Deux hommes assis sur des cartons l’air las. Ils parlent Scorcese, Fellini, Godard ou Orson Welles. Ils viennent de fermer leur vidéo-club, peut-être le dernier sur la terre. Ils rêvaient de cinéma, une phrase suffisait à les lancer sur un film ou sur un plan et sur ce terrain ils sont imbattables. Ils en parlaient avec des clients passionnés comme eux, accrochés à leur magnétoscope, loin du streaming, de Netflix et d’Amazone. 

Ils sont seuls, l’un est divorcé, l’autre veuf, l’un a une fille qui l’appelle au téléphone une fois par semaine, l’autre a deux fils, des « incultes » qu’il a perdus de vue. Il n’y a pas de femme, seulement l’amitié de deux hommes. Ils sont des « finisseurs », ils liquident cassettes VHS et DVD et vont quitter ce qui fut leur vie pendant vingt-sept ans pour une maison à retaper à la campagne. De leur vie passée ils n’emportent que quelques objets dérisoires et une dizaine de cassettes des films les plus aimés. Ils savent se moquer d’eux-mêmes (d’où le titre Lazzi), ils ont même fait un film « plus nouvelle vague que la nouvelle vague » ! Il faut bien finir en faisant quelque chose alors pourquoi pas ce nouveau « projet de vie ». Si l’un se sent proche de la nature, l’autre est plus méfiant. Ils vont planter des arbres, et puis ils pourraient faire un cimetière des films et s’ils ne les ont plus, ils pourraient enterrer des papiers avec les titres.

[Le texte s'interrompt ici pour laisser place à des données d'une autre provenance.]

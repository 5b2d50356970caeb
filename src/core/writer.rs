//! Overwrites local configuration files.

use crate::error::{Result, SyncError};
use std::fs::OpenOptions;
use std::io::Write;
use std::path::Path;

/// Writes fetched content to local files.
///
/// A missing file is created; an existing file is truncated in place and
/// rewritten, which keeps its ownership and permissions. This is not a
/// rename-based replace: a crash mid-write can leave a truncated file behind.
/// Parent directories are never created.
#[derive(Debug, Clone, Copy, Default)]
pub struct LocalFileWriter;

impl LocalFileWriter {
    /// Create a new writer.
    pub fn new() -> Self {
        Self
    }

    /// Replace the contents of `path` with `content`.
    ///
    /// # Errors
    ///
    /// Returns `SyncError::IoError` if the file cannot be opened, written,
    /// or flushed to disk. There is no retry.
    pub fn write(&self, path: impl AsRef<Path>, content: &str) -> Result<()> {
        let path = path.as_ref();
        let io_error = |source| SyncError::IoError {
            path: path.to_path_buf(),
            source,
        };

        let mut file = OpenOptions::new()
            .write(true)
            .create(true)
            .truncate(true)
            .open(path)
            .map_err(io_error)?;
        file.write_all(content.as_bytes()).map_err(io_error)?;
        file.sync_all().map_err(io_error)?;

        Ok(())
    }
}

Fabrice Melquiot a écrit cette comédie douce-amère, dont il signe aussi la mise en scène, pour deux acteurs qu’il avait rencontrés en travaillant à la Comédie de Saint-Étienne et dont il admirait le talent, Vincent Garanger et Philippe Torreton. Il les place dans une sorte de désert gris de poussière où traînent des rangées de strapontins à moitié cassés, comme ceux d’un cinéma totalement déglingué. Au fond de la scène une vieille publicité pour une compagnie d’aviation, un peu déchirée qui semble pendouiller dans le vent. À l’avant un peu de terre où Vincent Garanger va planter un arbre, comme un espoir de vie tandis qu’au-dessus de la scène une météorite, que l’on ne percevait pas au début, devient de plus en plus présente, comme une menace.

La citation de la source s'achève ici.